Start at the first line of the material. Repeat each line exactly through the one containing "pub fn weights(&self)", then stop.

Records supplied >>
◆ ◆ ◆
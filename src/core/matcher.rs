use thiserror::Error;

use crate::models::{MenteeQuery, MentorRecord, ScoredMentor, ScoringWeights};
use crate::core::{
    filters::is_eligible,
    scoring::{calculate_match_score, round_score},
    similarity::topic_similarities,
};
use crate::services::{EmbeddingError, EmbeddingModel, MentorStore, StoreError};

/// Number of mentors returned per suggestion request
pub const MAX_SUGGESTIONS: usize = 10;

/// Faults that abort a suggestion request
#[derive(Debug, Error)]
pub enum RankError {
    #[error("Mentor store error: {0}")]
    Store(#[from] StoreError),

    #[error("Embedding model error: {0}")]
    Embedding(#[from] EmbeddingError),
}

/// Result of the ranking process
#[derive(Debug)]
pub struct RankResult {
    pub mentors: Vec<ScoredMentor>,
    pub total_candidates: usize,
}

/// Mentor ranking orchestrator
///
/// # Pipeline Stages
/// 1. Eligible candidate retrieval (mentorship format)
/// 2. Topic similarity via the embedding model
/// 3. Rule-based scoring (experience, level, rating, sessions)
/// 4. Stable descending sort and top-10 cutoff
#[derive(Debug, Clone)]
pub struct Ranker {
    weights: ScoringWeights,
}

impl Ranker {
    pub fn new(weights: ScoringWeights) -> Self {
        Self { weights }
    }

    pub fn with_default_weights() -> Self {
        Self {
            weights: ScoringWeights::default(),
        }
    }

    pub fn weights(&self) -> &ScoringWeights {
        &self.weights
    }

    /// Fetch eligible mentors from the store and rank them for the query
    pub async fn suggest(
        &self,
        query: &MenteeQuery,
        store: &dyn MentorStore,
        embedder: &dyn EmbeddingModel,
    ) -> Result<RankResult, RankError> {
        let candidates = store.find_eligible(query.format()).await?;
        tracing::info!("Found {} eligible mentors", candidates.len());

        Ok(self.rank(query, candidates, embedder).await?)
    }

    /// Score and rank already-fetched candidates
    ///
    /// Candidates whose format does not fit the query are dropped before
    /// scoring. Ties keep the candidates' input order.
    pub async fn rank(
        &self,
        query: &MenteeQuery,
        candidates: Vec<MentorRecord>,
        embedder: &dyn EmbeddingModel,
    ) -> Result<RankResult, EmbeddingError> {
        let total_candidates = candidates.len();
        let format = query.format();

        let candidates: Vec<MentorRecord> = candidates
            .into_iter()
            .filter(|mentor| is_eligible(mentor, format))
            .collect();

        if candidates.len() < total_candidates {
            tracing::warn!(
                "Dropped {} mentors not offering format {:?}",
                total_candidates - candidates.len(),
                format
            );
        }

        let similarities = topic_similarities(&query.topics, &candidates, embedder).await?;

        let mut scored: Vec<ScoredMentor> = candidates
            .into_iter()
            .zip(similarities)
            .map(|(mentor, similarity)| {
                let breakdown = calculate_match_score(&mentor, query, similarity, &self.weights);
                tracing::debug!(
                    mentor_id = %mentor.id,
                    similarity,
                    topic = breakdown.topic,
                    experience = breakdown.experience,
                    level = breakdown.level,
                    rating = breakdown.rating,
                    session = breakdown.session,
                    "Scored mentor"
                );

                ScoredMentor {
                    match_score: round_score(breakdown.total()),
                    mentor,
                }
            })
            .collect();

        // Stable sort keeps retrieval order among equal scores
        scored.sort_by(|a, b| b.match_score.total_cmp(&a.match_score));
        scored.truncate(MAX_SUGGESTIONS);

        Ok(RankResult {
            mentors: scored,
            total_candidates,
        })
    }
}

impl Default for Ranker {
    fn default() -> Self {
        Self::with_default_weights()
    }
}
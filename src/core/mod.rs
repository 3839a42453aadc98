// Core algorithm exports
pub mod experience;
pub mod filters;
pub mod matcher;
pub mod scoring;
pub mod similarity;

pub use experience::{parse_experience, calculate_experience_score};
pub use filters::{eligible_formats, is_eligible, accepts_level};
pub use matcher::{Ranker, RankResult, RankError, MAX_SUGGESTIONS};
pub use scoring::{calculate_match_score, calculate_rating_score, calculate_session_score, round_score, ScoreBreakdown};
pub use similarity::{cosine_similarity, join_topics, topic_similarities};
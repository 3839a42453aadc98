// Service exports
pub mod embeddings;
pub mod mongo;
#[cfg(feature = "onnx")]
pub mod onnx;

pub use embeddings::{EmbeddingError, EmbeddingModel, HttpEmbedder};
pub use mongo::{MentorStore, MongoMentorStore, StoreError};
#[cfg(feature = "onnx")]
pub use onnx::OnnxEmbedder;
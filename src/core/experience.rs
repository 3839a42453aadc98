use std::num::IntErrorKind;

/// Parse an experience range such as `"3-5"` into its upper bound
///
/// The value after the last `-` is used, so `"0-2"` gives 2 and a bare
/// `"7"` gives 7. Absent, empty or unparsable input gives 0. Bounds too
/// large for an `i64` saturate.
pub fn parse_experience(range: Option<&str>) -> i64 {
    let Some(range) = range.filter(|r| !r.is_empty()) else {
        return 0;
    };

    let Some(upper) = range.rsplit('-').next() else {
        return 0;
    };

    match upper.trim().parse::<i64>() {
        Ok(years) => years,
        Err(e) => match e.kind() {
            IntErrorKind::PosOverflow => i64::MAX,
            IntErrorKind::NegOverflow => i64::MIN,
            _ => 0,
        },
    }
}

/// Score how close the mentor's experience is to what the mentee asked for
///
/// Loses one point per year of difference from `max_score`, floored at 0.
/// When either side is missing the `neutral` score is used.
pub fn calculate_experience_score(
    preferred: Option<&str>,
    mentor_years: Option<&str>,
    max_score: f64,
    neutral: f64,
) -> f64 {
    match (
        preferred.filter(|p| !p.is_empty()),
        mentor_years.filter(|m| !m.is_empty()),
    ) {
        (Some(preferred), Some(mentor_years)) => {
            let mentee_exp = parse_experience(Some(preferred));
            let mentor_exp = parse_experience(Some(mentor_years));
            let diff = mentor_exp.abs_diff(mentee_exp) as f64;
            (max_score - diff).max(0.0)
        }
        _ => neutral,
    }
}

#[cfg(test)]
mod tests {
    use super::*;

    #[test]
    fn test_parse_experience() {
        assert_eq!(parse_experience(Some("3-5")), 5);
        assert_eq!(parse_experience(Some("0-2")), 2);
        assert_eq!(parse_experience(Some("8-10")), 10);
        assert_eq!(parse_experience(Some("")), 0);
        assert_eq!(parse_experience(Some("abc")), 0);
        assert_eq!(parse_experience(None), 0);
    }

    #[test]
    fn test_parse_experience_edge_shapes() {
        assert_eq!(parse_experience(Some("7")), 7);
        assert_eq!(parse_experience(Some("3 - 5 ")), 5);
        assert_eq!(parse_experience(Some("5-")), 0);
        assert_eq!(parse_experience(Some("10+")), 0);
    }

    #[test]
    fn test_parse_experience_saturates_huge_bounds() {
        assert_eq!(parse_experience(Some("1-99999999999999999999")), i64::MAX);
        assert_eq!(
            parse_experience(Some("1-999999999999999999999999999999999999999999")),
            i64::MAX
        );
    }

    #[test]
    fn test_huge_mentor_range_floors_score() {
        assert_eq!(
            calculate_experience_score(Some("0-2"), Some("1-99999999999999999999"), 20.0, 10.0),
            0.0
        );
    }

    #[test]
    fn test_experience_score_exact_match() {
        assert_eq!(calculate_experience_score(Some("3-5"), Some("3-5"), 20.0, 10.0), 20.0);
    }

    #[test]
    fn test_experience_score_difference() {
        assert_eq!(calculate_experience_score(Some("0-2"), Some("8-10"), 20.0, 10.0), 12.0);
        assert_eq!(calculate_experience_score(Some("8-10"), Some("0-2"), 20.0, 10.0), 12.0);
    }

    #[test]
    fn test_experience_score_floors_at_zero() {
        assert_eq!(calculate_experience_score(Some("0-1"), Some("30-40"), 20.0, 10.0), 0.0);
    }

    #[test]
    fn test_experience_score_neutral_when_missing() {
        assert_eq!(calculate_experience_score(None, Some("3-5"), 20.0, 10.0), 10.0);
        assert_eq!(calculate_experience_score(Some("3-5"), None, 20.0, 10.0), 10.0);
        assert_eq!(calculate_experience_score(Some(""), Some("3-5"), 20.0, 10.0), 10.0);
        assert_eq!(calculate_experience_score(Some("3-5"), Some(""), 20.0, 10.0), 10.0);
    }

    #[test]
    fn test_unparsable_ranges_compare_as_zero() {
        // Both sides present but garbled still compare, as 0 vs 0
        assert_eq!(calculate_experience_score(Some("lots"), Some("many"), 20.0, 10.0), 20.0);
        assert_eq!(calculate_experience_score(Some("lots"), Some("3-5"), 20.0, 10.0), 15.0);
    }
}
// Shared fakes for the mentor store and embedding model
#![allow(dead_code)]

use async_trait::async_trait;
use std::sync::atomic::{AtomicUsize, Ordering};

use mentor_match::core::is_eligible;
use mentor_match::models::{MentorRecord, OneOrMany};
use mentor_match::services::{EmbeddingError, EmbeddingModel, MentorStore, StoreError};

/// Mentor store backed by a vector, applying the same eligibility rule as MongoDB
pub struct InMemoryStore {
    mentors: Vec<MentorRecord>,
    available: bool,
}

impl InMemoryStore {
    pub fn new(mentors: Vec<MentorRecord>) -> Self {
        Self { mentors, available: true }
    }

    pub fn unavailable() -> Self {
        Self { mentors: vec![], available: false }
    }
}

#[async_trait]
impl MentorStore for InMemoryStore {
    async fn find_eligible(&self, mentorship_format: &str) -> Result<Vec<MentorRecord>, StoreError> {
        if !self.available {
            return Err(StoreError::Unavailable("connection refused".to_string()));
        }
        Ok(self
            .mentors
            .iter()
            .filter(|mentor| is_eligible(mentor, mentorship_format))
            .cloned()
            .collect())
    }

    async fn health_check(&self) -> Result<bool, StoreError> {
        if self.available {
            Ok(true)
        } else {
            Err(StoreError::Unavailable("connection refused".to_string()))
        }
    }
}

/// Embeds text as lowercase letter counts: deterministic, and texts sharing
/// letters end up with positive similarity
pub struct LetterEmbedder {
    pub calls: AtomicUsize,
}

impl LetterEmbedder {
    pub fn new() -> Self {
        Self { calls: AtomicUsize::new(0) }
    }

    pub fn call_count(&self) -> usize {
        self.calls.load(Ordering::SeqCst)
    }
}

#[async_trait]
impl EmbeddingModel for LetterEmbedder {
    fn name(&self) -> &str {
        "letters"
    }

    async fn embed(&self, texts: &[String]) -> Result<Vec<Vec<f32>>, EmbeddingError> {
        self.calls.fetch_add(1, Ordering::SeqCst);
        Ok(texts.iter().map(|text| letter_vector(text)).collect())
    }
}

pub fn letter_vector(text: &str) -> Vec<f32> {
    let mut vector = vec![0.0f32; 26];
    for c in text.to_lowercase().bytes().filter(u8::is_ascii_lowercase) {
        vector[(c - b'a') as usize] += 1.0;
    }
    vector
}

/// Embedding model that is always down
pub struct FailingEmbedder;

#[async_trait]
impl EmbeddingModel for FailingEmbedder {
    fn name(&self) -> &str {
        "failing"
    }

    async fn embed(&self, _texts: &[String]) -> Result<Vec<Vec<f32>>, EmbeddingError> {
        Err(EmbeddingError::ApiError("model unavailable".to_string()))
    }
}

pub fn create_mentor(id: &str, format: &str, industry: &[&str]) -> MentorRecord {
    MentorRecord {
        id: id.to_string(),
        full_name: Some(format!("Mentor {}", id)),
        email: Some(format!("mentor{}@example.com", id)),
        mentorship_format: Some(format.to_string()),
        industry: Some(OneOrMany::from(industry.to_vec())),
        ..Default::default()
    }
}
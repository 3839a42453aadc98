use mongodb::bson::Bson;
use serde::{Deserialize, Deserializer, Serialize};

/// A stored field that may hold either a single string or a list of strings
#[derive(Debug, Clone, PartialEq, Serialize, Deserialize)]
#[serde(untagged)]
pub enum OneOrMany {
    One(String),
    Many(Vec<String>),
}

impl OneOrMany {
    /// Normalize to an ordered list; an empty lone string becomes an empty list
    pub fn as_list(&self) -> Vec<&str> {
        match self {
            OneOrMany::One(value) if value.is_empty() => Vec::new(),
            OneOrMany::One(value) => vec![value.as_str()],
            OneOrMany::Many(values) => values.iter().map(String::as_str).collect(),
        }
    }
}

impl From<&str> for OneOrMany {
    fn from(value: &str) -> Self {
        OneOrMany::One(value.to_string())
    }
}

impl From<Vec<&str>> for OneOrMany {
    fn from(values: Vec<&str>) -> Self {
        OneOrMany::Many(values.into_iter().map(String::from).collect())
    }
}

/// Stored experience range such as `"3-5"`
///
/// Profiles written by older clients sometimes hold a bare number or another
/// non-string value. Those are kept as-is so they are echoed back unchanged,
/// and score as neutral.
#[derive(Debug, Clone, PartialEq, Serialize, Deserialize)]
#[serde(untagged)]
pub enum YearsExperience {
    Range(String),
    Other(Bson),
}

impl YearsExperience {
    pub fn as_range(&self) -> Option<&str> {
        match self {
            YearsExperience::Range(range) => Some(range),
            YearsExperience::Other(_) => None,
        }
    }
}

impl From<&str> for YearsExperience {
    fn from(value: &str) -> Self {
        YearsExperience::Range(value.to_string())
    }
}

impl From<String> for YearsExperience {
    fn from(value: String) -> Self {
        YearsExperience::Range(value)
    }
}

/// Mentor profile as projected from the mentor collection
///
/// Fields missing from the stored document stay `None` and are omitted when
/// the record is serialized back out.
#[derive(Debug, Clone, Default, PartialEq, Serialize, Deserialize)]
pub struct MentorRecord {
    #[serde(rename = "_id", default)]
    pub id: String,
    #[serde(rename = "fullName", default, skip_serializing_if = "Option::is_none")]
    pub full_name: Option<String>,
    #[serde(default, skip_serializing_if = "Option::is_none")]
    pub email: Option<String>,
    #[serde(default, skip_serializing_if = "Option::is_none")]
    pub bio: Option<String>,
    #[serde(rename = "profilePicture", default, skip_serializing_if = "Option::is_none")]
    pub profile_picture: Option<String>,
    #[serde(rename = "linkedIn", default, skip_serializing_if = "Option::is_none")]
    pub linked_in: Option<String>,
    #[serde(rename = "currentRole", default, skip_serializing_if = "Option::is_none")]
    pub current_role: Option<String>,
    #[serde(default, skip_serializing_if = "Option::is_none")]
    pub education: Option<String>,
    #[serde(rename = "mentorshipFormat", default, skip_serializing_if = "Option::is_none")]
    pub mentorship_format: Option<String>,
    #[serde(default, skip_serializing_if = "Option::is_none")]
    pub industry: Option<OneOrMany>,
    #[serde(rename = "menteeLevel", default, skip_serializing_if = "Option::is_none")]
    pub mentee_level: Option<OneOrMany>,
    #[serde(rename = "yearsExperience", default, skip_serializing_if = "Option::is_none")]
    pub years_experience: Option<YearsExperience>,
    #[serde(
        rename = "completedSessions",
        default,
        deserialize_with = "lenient_count",
        skip_serializing_if = "Option::is_none"
    )]
    pub completed_sessions: Option<i64>,
    #[serde(
        rename = "menteesCount",
        default,
        deserialize_with = "lenient_count",
        skip_serializing_if = "Option::is_none"
    )]
    pub mentees_count: Option<i64>,
    #[serde(rename = "averageRating", default, skip_serializing_if = "Option::is_none")]
    pub average_rating: Option<f64>,
    #[serde(
        rename = "totalRatings",
        default,
        deserialize_with = "lenient_count",
        skip_serializing_if = "Option::is_none"
    )]
    pub total_ratings: Option<i64>,
}

impl MentorRecord {
    /// Industries the mentor covers, used as the mentor's topics
    pub fn topics(&self) -> Vec<&str> {
        self.industry.as_ref().map(OneOrMany::as_list).unwrap_or_default()
    }

    /// Mentee levels this mentor accepts
    pub fn accepted_levels(&self) -> Vec<&str> {
        self.mentee_level.as_ref().map(OneOrMany::as_list).unwrap_or_default()
    }

    pub fn sessions(&self) -> i64 {
        self.completed_sessions.unwrap_or(0)
    }

    pub fn rating(&self) -> f64 {
        self.average_rating.unwrap_or(0.0)
    }

    pub fn rating_count(&self) -> i64 {
        self.total_ratings.unwrap_or(0)
    }
}

/// Counters written by other services may be stored as doubles
fn lenient_count<'de, D>(deserializer: D) -> Result<Option<i64>, D::Error>
where
    D: Deserializer<'de>,
{
    #[derive(Deserialize)]
    #[serde(untagged)]
    enum Number {
        Int(i64),
        Float(f64),
    }

    Ok(Option::<Number>::deserialize(deserializer)?.map(|n| match n {
        Number::Int(value) => value,
        Number::Float(value) if value.is_finite() => value.trunc() as i64,
        Number::Float(_) => 0,
    }))
}

/// Mentor returned to the caller with its blended match score
#[derive(Debug, Clone, Serialize, Deserialize)]
pub struct ScoredMentor {
    #[serde(flatten)]
    pub mentor: MentorRecord,
    #[serde(rename = "matchScore")]
    pub match_score: f64,
}

/// Scoring weights
///
/// Defaults reproduce the production formula: topic similarity x40,
/// experience 0-20 (neutral 10), mentee level 15 or 5, rating 0-15
/// (unrated 5) and session history 0-10 saturating at 50 sessions.
#[derive(Debug, Clone, Copy, PartialEq)]
pub struct ScoringWeights {
    pub topic: f64,
    pub experience_max: f64,
    pub experience_neutral: f64,
    pub level_match: f64,
    pub level_neutral: f64,
    pub rating_max: f64,
    pub rating_neutral: f64,
    pub session_max: f64,
    pub session_saturation: f64,
}

impl Default for ScoringWeights {
    fn default() -> Self {
        Self {
            topic: 40.0,
            experience_max: 20.0,
            experience_neutral: 10.0,
            level_match: 15.0,
            level_neutral: 5.0,
            rating_max: 15.0,
            rating_neutral: 5.0,
            session_max: 10.0,
            session_saturation: 50.0,
        }
    }
}
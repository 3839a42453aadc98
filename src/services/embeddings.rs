use async_trait::async_trait;
use reqwest::Client;
use serde::{Deserialize, Serialize};
use std::time::Duration;
use thiserror::Error;

/// Errors that can occur when computing embeddings
#[derive(Debug, Error)]
pub enum EmbeddingError {
    #[error("HTTP request failed: {0}")]
    RequestError(#[from] reqwest::Error),

    #[error("API returned error: {0}")]
    ApiError(String),

    #[error("Invalid response format: {0}")]
    InvalidResponse(String),

    #[error("Model error: {0}")]
    ModelError(String),
}

/// Sentence embedding model
///
/// Implementations must be deterministic for a given model version: the same
/// text always maps to the same vector.
#[async_trait]
pub trait EmbeddingModel: Send + Sync {
    /// Name of the model or provider, for logging
    fn name(&self) -> &str;

    /// Embed a batch of texts, returning one vector per input in input order
    async fn embed(&self, texts: &[String]) -> Result<Vec<Vec<f32>>, EmbeddingError>;

    /// Embed a single text
    async fn embed_one(&self, text: &str) -> Result<Vec<f32>, EmbeddingError> {
        self.embed(&[text.to_string()])
            .await?
            .into_iter()
            .next()
            .ok_or_else(|| EmbeddingError::InvalidResponse("Empty embedding result".into()))
    }
}

#[derive(Debug, Serialize)]
struct EmbeddingRequest<'a> {
    model: &'a str,
    input: &'a [String],
}

#[derive(Debug, Deserialize)]
struct EmbeddingResponse {
    data: Vec<EmbeddingData>,
}

#[derive(Debug, Deserialize)]
struct EmbeddingData {
    #[serde(default)]
    index: usize,
    embedding: Vec<f32>,
}

/// Client for an OpenAI-compatible embeddings endpoint
///
/// Works against any server exposing `POST /v1/embeddings` for the
/// configured model (text-embeddings-inference, Ollama, vLLM, ...).
/// Large inputs are split into requests of at most `batch_size` texts.
pub struct HttpEmbedder {
    endpoint: String,
    model: String,
    api_key: Option<String>,
    batch_size: usize,
    client: Client,
}

impl HttpEmbedder {
    /// Create a new embeddings client
    pub fn new(
        endpoint: impl Into<String>,
        model: impl Into<String>,
        api_key: Option<String>,
        timeout: Duration,
        batch_size: usize,
    ) -> Result<Self, EmbeddingError> {
        let client = Client::builder().timeout(timeout).build()?;

        Ok(Self {
            endpoint: endpoint.into(),
            model: model.into(),
            api_key: api_key.filter(|key| !key.is_empty()),
            batch_size: batch_size.max(1),
            client,
        })
    }

    async fn embed_chunk(&self, texts: &[String]) -> Result<Vec<Vec<f32>>, EmbeddingError> {
        let mut request = self.client.post(&self.endpoint).json(&EmbeddingRequest {
            model: &self.model,
            input: texts,
        });
        if let Some(key) = &self.api_key {
            request = request.bearer_auth(key);
        }

        let response = request.send().await?;

        let status = response.status();
        if !status.is_success() {
            let body = response.text().await.unwrap_or_default();
            return Err(EmbeddingError::ApiError(format!(
                "Embedding request failed ({}): {}",
                status, body
            )));
        }

        let mut parsed: EmbeddingResponse = response
            .json()
            .await
            .map_err(|e| EmbeddingError::InvalidResponse(format!("Failed to parse embeddings: {}", e)))?;

        if parsed.data.len() != texts.len() {
            return Err(EmbeddingError::InvalidResponse(format!(
                "Expected {} embeddings, got {}",
                texts.len(),
                parsed.data.len()
            )));
        }

        parsed.data.sort_by_key(|item| item.index);
        Ok(parsed.data.into_iter().map(|item| item.embedding).collect())
    }
}

#[async_trait]
impl EmbeddingModel for HttpEmbedder {
    fn name(&self) -> &str {
        &self.model
    }

    async fn embed(&self, texts: &[String]) -> Result<Vec<Vec<f32>>, EmbeddingError> {
        if texts.is_empty() {
            return Ok(vec![]);
        }

        tracing::debug!(
            "Embedding request: {} texts with model {}",
            texts.len(),
            self.model
        );

        let mut vectors = Vec::with_capacity(texts.len());
        for chunk in texts.chunks(self.batch_size) {
            vectors.extend(self.embed_chunk(chunk).await?);
        }

        Ok(vectors)
    }
}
◆ ◆ ◆
Answer below >>
filename src/core/matcher.rs
use thiserror::Error;

use crate::models::{MenteeQuery, MentorRecord, ScoredMentor, ScoringWeights};
use crate::core::{
    filters::is_eligible,
    scoring::{calculate_match_score, round_score},
    similarity::topic_similarities,
};
use crate::services::{EmbeddingError, EmbeddingModel, MentorStore, StoreError};

/// Number of mentors returned per suggestion request
pub const MAX_SUGGESTIONS: usize = 10;

/// Faults that abort a suggestion request
#[derive(Debug, Error)]
pub enum RankError {
    #[error("Mentor store error: {0}")]
    Store(#[from] StoreError),

    #[error("Embedding model error: {0}")]
    Embedding(#[from] EmbeddingError),
}

/// Result of the ranking process
#[derive(Debug)]
pub struct RankResult {
    pub mentors: Vec<ScoredMentor>,
    pub total_candidates: usize,
}

/// Mentor ranking orchestrator
///
/// # Pipeline Stages
/// 1. Eligible candidate retrieval (mentorship format)
/// 2. Topic similarity via the embedding model
/// 3. Rule-based scoring (experience, level, rating, sessions)
/// 4. Stable descending sort and top-10 cutoff
#[derive(Debug, Clone)]
pub struct Ranker {
    weights: ScoringWeights,
}

impl Ranker {
    pub fn new(weights: ScoringWeights) -> Self {
        Self { weights }
    }

    pub fn with_default_weights() -> Self {
        Self {
            weights: ScoringWeights::default(),
        }
    }

    pub fn weights(&self) -> &ScoringWeights {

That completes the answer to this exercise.